Bradley Land
Bradley Land is the name of a landmass Frederick Cook claimed to have seen during a expedition in 1909. He said, the land between positions (84°20′N 102°0′W / 84.333°N 102.000°W) and (85°11′N 102°0′W / 85.183°N 102.000°W). He described it as two masses of land with a break, a strait, or an indentation between.[1] The land was named for John R. Bradley, who had sponsored Cook's expedition.
Cook published two photographs of the land and described it as follows: "The lower coast resembled Heiberg Island, with mountains and high valleys. The upper coast I estimated as being about one thousand feet high, flat, and covered with a thin sheet ice."[2]

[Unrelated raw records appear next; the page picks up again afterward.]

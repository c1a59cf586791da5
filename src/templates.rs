//! Predefined example policies used when no relevant example could be fetched.

/// A built-in example policy keyed by `category/template`.
#[derive(Clone, Copy, Debug, Eq, PartialEq)]
pub struct PredefinedTemplate {
    /// The key, e.g. "ci/github/actions".
    pub key: &'static str,
    /// The policy text.
    pub content: &'static str,
}

/// The predefined templates in table order.
pub const PREDEFINED_TEMPLATES: &[PredefinedTemplate] = &[
    PredefinedTemplate {
        key: "authn/authn-jwt-github",
        content: r#"- !policy
  id: conjur/authn-jwt/github
  body:
    - !webservice

    - !variable
      id: jwks-uri

    - !variable
      id: token-app-property

    - !variable
      id: identity-path

    - !variable
      id: issuer

    - !group hosts

    - !permit
      role: !group hosts
      privilege: [ read, authenticate ]
      resource: !webservice"#,
    },
    PredefinedTemplate {
        key: "authn/oidc/azure",
        content: r#"- !policy
  id: conjur/authn-oidc/azure
  body:
    - !webservice

    - !variable
      id: provider-uri

    - !variable
      id: client-id

    - !variable
      id: client-secret

    - !group hosts

    - !permit
      role: !group hosts
      privilege: [ read, authenticate ]
      resource: !webservice"#,
    },
    PredefinedTemplate {
        key: "cloud/aws/aws",
        content: r#"- !policy
  id: aws
  body:
    - !group admins

    - !variable
      id: access_key_id
      annotations:
        description: AWS Access Key ID

    - !variable
      id: secret_access_key
      annotations:
        description: AWS Secret Access Key

    - !variable
      id: region
      annotations:
        description: AWS Region"#,
    },
    PredefinedTemplate {
        key: "ci/github/actions",
        content: r#"- !policy
  id: github-actions
  owner: !group admins
  annotations:
    description: GitHub Actions resources and secret variables
  body:
    # Group of hosts that can authenticate using this JWT Authenticator
    - !group
      annotations:
        description: Group of GitHub Actions hosts that can authenticate

    # Collection of hosts that can authenticate
    - &hosts
      - !host
        id: repo-my-org-my-repo
        annotations:
          description: GitHub Actions for my-org/my-repo
          authn-jwt/github/repository: my-org/my-repo
          authn-jwt/github/workflow_ref: refs/heads/main
          authn-jwt/github/repository_owner: org-name

    # Grant all hosts in collection above to be members of github-actions group
    - !grant
      role: !group
      members: *hosts"#,
    },
];

/// The number of templates used when nothing more specific applies.
const GENERIC_FALLBACK_COUNT: usize = 2;

/// Pick fallback examples for `policy_type` from `templates`.
///
/// Exactly one tier fires, the first that yields anything:
/// 1. the template keyed exactly by `policy_type`;
/// 2. the first template keyed `policy_type/...`;
/// 3. the first two templates in table order.
pub fn fallback_examples<'a>(
    templates: &'a [PredefinedTemplate],
    policy_type: &str,
) -> Vec<&'a PredefinedTemplate> {
    if let Some(exact) = templates.iter().find(|t| t.key == policy_type) {
        tracing::info!(key = exact.key, "using predefined template");
        return vec![exact];
    }
    let prefix = format!("{policy_type}/");
    if let Some(nested) = templates.iter().find(|t| t.key.starts_with(&prefix)) {
        tracing::info!(key = nested.key, policy_type = %policy_type, "using predefined template");
        return vec![nested];
    }
    tracing::warn!(policy_type = %policy_type, "no predefined template; using general examples");
    templates.iter().take(GENERIC_FALLBACK_COUNT).collect()
}

/////////////////////////////////////////////// tests //////////////////////////////////////////////
//! Cheap, local refinement of the policy type from the words of a request.
//!
//! Matching is plain substring containment on the lower-cased request.  The longest matching
//! phrase wins; among phrases of equal length the one declared first in the table wins.  There is
//! no word-boundary check, so "iam" matches inside "william".

/// The policy type used when the caller has no better idea.
pub const GENERAL_POLICY_TYPE: &str = "general";

/// Phrase → (category, template file) in declaration order.
const KEYWORDS: &[(&str, &str, &str)] = &[
    // authenticators
    ("oidc", "authn", "authn-oidc-webapp.yml"),
    ("openid", "authn", "authn-oidc-webapp.yml"),
    ("azure ad", "authn", "authn-azure.yml"),
    ("azure authentication", "authn", "authn-azure.yml"),
    ("gcp authentication", "authn", "authn-gcp.yml"),
    ("iam", "authn", "authn-iam-prod.yml"),
    ("k8s authentication", "authn", "authn-k8s.yml"),
    // JWT authenticators
    ("github jwt", "authn", "authn-jwt-github.yml"),
    ("github authentication", "authn", "authn-jwt-github.yml"),
    ("gitlab jwt", "authn", "authn-jwt-gitlab.yml"),
    ("jenkins jwt", "authn", "authn-jwt-jenkins.yml"),
    // CI
    ("github actions", "ci/github", "actions.yml"),
    ("github", "ci/github", "github.yml"),
    ("gitlab", "ci/gitlab", "gitlab.yml"),
    ("jenkins", "ci/jenkins", "jenkins.yml"),
    // cloud
    ("aws", "cloud/aws", "aws.yml"),
    ("ec2", "cloud/aws", "ec2.yml"),
    ("ecs", "cloud/aws", "ecs.yml"),
    ("lambda", "cloud/aws", "lambda.yml"),
    ("azure", "cloud/azure", "azure.yml"),
    ("azure devops", "cloud/azure", "devops.yml"),
    ("azure function", "cloud/azure", "function.yml"),
    ("gcp", "cloud/gcp", "gcp.yml"),
    ("google compute", "cloud/gcp", "compute.yml"),
    ("google function", "cloud/gcp", "function.yml"),
    // CD
    ("ansible", "cd/ansible", "ansible.yml"),
    ("kubernetes", "cd/kubernetes", "kubernetes.yml"),
    ("k8s", "cd/kubernetes", "kubernetes.yml"),
    ("terraform", "cd/terraform", "terraform.yml"),
    // web applications
    ("web application", "web", "conjur-oidc-demo.yml"),
    ("web app", "web", "conjur-oidc-demo.yml"),
];

/// Broad vocabulary consulted only when no phrase matched, in priority order.
const DOMAINS: &[(&[&str], &str)] = &[
    (&["authentication", "auth"], "authn"),
    (&["ci", "continuous integration"], "ci"),
    (&["cd", "continuous delivery", "deployment"], "cd"),
    (&["cloud"], "cloud"),
];

/////////////////////////////////////////// Classification /////////////////////////////////////////

/// The outcome of classifying a request.
#[derive(Clone, Debug, Eq, PartialEq, serde::Serialize)]
pub struct Classification {
    /// The refined policy type, e.g. "ci/github".
    pub policy_type: String,
    /// The template implied by the matching phrase, without extension.
    pub template: Option<String>,
    /// The phrase that decided the classification.
    pub matched: Option<String>,
}

///////////////////////////////////////// KeywordClassifier ////////////////////////////////////////

/// Maps request text to a (category, template) pair using a fixed, ordered phrase table.
#[derive(Clone, Debug)]
pub struct KeywordClassifier {
    keywords: Vec<(String, String, String)>,
    domains: Vec<(Vec<String>, String)>,
}

impl KeywordClassifier {
    /// A classifier over the given tables.
    ///
    /// `keywords` holds `(phrase, category, template file)`; `domains` holds the broad words
    /// that select only a category.  Phrases are expected to be lower case.
    pub fn new(
        keywords: Vec<(String, String, String)>,
        domains: Vec<(Vec<String>, String)>,
    ) -> Self {
        Self { keywords, domains }
    }

    /// Classify `request`, starting from `default_policy_type`.
    ///
    /// The broad secondary pass only runs when the default is [`GENERAL_POLICY_TYPE`]; a caller
    /// that already supplied a specific type keeps it unless a phrase matches.
    pub fn classify(&self, request: &str, default_policy_type: &str) -> Classification {
        let request = request.to_lowercase();
        let mut best: Option<&(String, String, String)> = None;
        for entry in self.keywords.iter() {
            let phrase = &entry.0;
            if request.contains(phrase.as_str())
                && best.map_or(true, |(b, _, _)| phrase.len() > b.len())
            {
                tracing::debug!(phrase = %phrase, category = %entry.1, "keyword match");
                best = Some(entry);
            }
        }
        if let Some((phrase, category, template)) = best {
            let template = template
                .strip_suffix(".yml")
                .unwrap_or(template)
                .to_string();
            tracing::info!(policy_type = %category, template = %template, "detected policy type");
            return Classification {
                policy_type: category.clone(),
                template: Some(template),
                matched: Some(phrase.clone()),
            };
        }
        if default_policy_type == GENERAL_POLICY_TYPE {
            for (words, category) in self.domains.iter() {
                if let Some(word) = words.iter().find(|w| request.contains(w.as_str())) {
                    tracing::info!(
                        policy_type = %category,
                        word = %word,
                        "detected general request"
                    );
                    return Classification {
                        policy_type: category.clone(),
                        template: None,
                        matched: Some(word.clone()),
                    };
                }
            }
        }
        Classification {
            policy_type: default_policy_type.to_string(),
            template: None,
            matched: None,
        }
    }
}

impl Default for KeywordClassifier {
    fn default() -> Self {
        Self::new(
            KEYWORDS
                .iter()
                .map(|(p, c, t)| (p.to_string(), c.to_string(), t.to_string()))
                .collect(),
            DOMAINS
                .iter()
                .map(|(words, c)| (words.iter().map(|w| w.to_string()).collect(), c.to_string()))
                .collect(),
        )
    }
}

/////////////////////////////////////////////// tests //////////////////////////////////////////////
#![warn(missing_docs)]

//! Policywright: turns natural-language requests into Conjur access-control policies.
//!
//! A request is classified by keyword, matched against a catalog of real-world policy examples
//! ranked by a generative model, and answered by the same model with the best examples in its
//! context.  The resulting policy is explained, its resources counted, and a repository path
//! suggested.
//!
//! # Core Concepts
//!
//! - **KeywordClassifier**: Refines a policy type from the words of a request
//! - **PolicyCatalog**: The hierarchy of example templates available for reference
//! - **RelevanceSelector**: Asks the model which catalog examples fit a request
//! - **TemplateFetcher**: Reads example templates through a shared cache
//! - **PolicyGenerator**: Runs the whole pipeline with a fallback chain of examples
//! - **PolicyReport**: The policy, its explanation, resource counts and suggested path
//!
//! # Example
//!
//! ```
//! use policywright::{suggest_path, KeywordClassifier, GENERAL_POLICY_TYPE};
//!
//! let request = "Set up GitHub Actions with JWT authentication";
//! let classification = KeywordClassifier::default().classify(request, GENERAL_POLICY_TYPE);
//! assert_eq!("ci/github", classification.policy_type);
//! assert_eq!(Some("actions".to_string()), classification.template);
//! assert_eq!("policies/ci/github-actions.yml", suggest_path(request, ""));
//! ```

use std::cmp::Ordering;

mod cache;
mod catalog;
mod classifier;
mod document;
mod errors;
mod explanation;
mod fetcher;
mod generator;
mod model;
mod pull_request;
mod report;
mod resources;
mod selector;
mod suggest;
mod templates;
mod usage;
mod validation;

pub use cache::TemplateCache;
pub use catalog::{CatalogEntry, CatalogNode, PolicyCatalog};
pub use classifier::{Classification, KeywordClassifier, GENERAL_POLICY_TYPE};
pub use document::PolicyDocument;
pub use errors::{CatalogError, GenerationError, PullRequestError, ValidationError};
pub use explanation::{
    explain_policy, explanation_prompt, format_explanation, EXPLANATION_TEMPERATURE,
    FALLBACK_EXPLANATION,
};
pub use fetcher::{
    HttpTemplateSource, TemplateFetcher, TemplateSource, DEFAULT_TEMPLATE_BASE_URL,
    TEMPLATE_FETCH_TIMEOUT,
};
pub use generator::{
    ExampleSet, FetchedExample, Generation, GenerationRequest, GeneratorOptions, PolicyGenerator,
    PolicyRequest,
};
pub use model::{AnthropicModel, Completion, ModelConfig, Prompt, TextModel};
pub use pull_request::{PullRequestPlan, PullRequestRequest, Repository};
pub use report::PolicyReport;
pub use resources::{analyze_resources, ResourceCounts, ResourceKind};
pub use selector::{
    parse_candidates, ExampleCandidate, RelevanceSelector, DEFAULT_MAX_EXAMPLES,
    SELECTION_TEMPERATURE,
};
pub use suggest::{suggest_path, GENERAL_POLICY_PATH};
pub use templates::{fallback_examples, PredefinedTemplate, PREDEFINED_TEMPLATES};
pub use usage::Usage;
pub use validation::{validate_policy, PolicySummary};

//////////////////////////////////////////////// t64 ///////////////////////////////////////////////

/// A totally-ordered 64-bit floating point number.
///
/// This type implements `Ord` and `Eq` for f64 values by using total ordering,
/// which means NaN values are considered equal to themselves and greater than
/// all other values, including positive infinity.
#[derive(Clone, Copy, Debug, Default, serde::Deserialize, serde::Serialize)]
#[allow(non_camel_case_types)]
#[repr(transparent)]
pub struct t64(pub f64);

impl Eq for t64 {}

impl PartialEq for t64 {
    fn eq(&self, other: &Self) -> bool {
        self.cmp(other).is_eq()
    }
}

impl Ord for t64 {
    fn cmp(&self, other: &Self) -> Ordering {
        f64::total_cmp(&self.0, &other.0)
    }
}

impl PartialOrd for t64 {
    fn partial_cmp(&self, other: &Self) -> Option<Ordering> {
        Some(self.cmp(other))
    }
}

/////////////////////////////////////////////// tests //////////////////////////////////////////////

It is now known there is no land at that location. Cook's observations were based on either a misidentification of sea ice or an outright fabrication. Cook's Inuit companions reported that the photographs were actually taken near the coast of Axel Heiberg Island.[3]
References
- ↑ Balch, Edwin Swift (1913). The North Pole and Bradley Land. Philadelphia: Campion and Company. p. 54.
- ↑ Cook, Frederick A. (1911). My Attainment of the Pole: Being the Record of the Expedition that First Reached the Boreal Center, 1907-1909. New York: The Polar Publishing Co. p. 246.
- ↑ Bryce, Robert M. (2008). "Fredrick A. Cook: From Hero to Humbug". Retrieved 2009-02-23.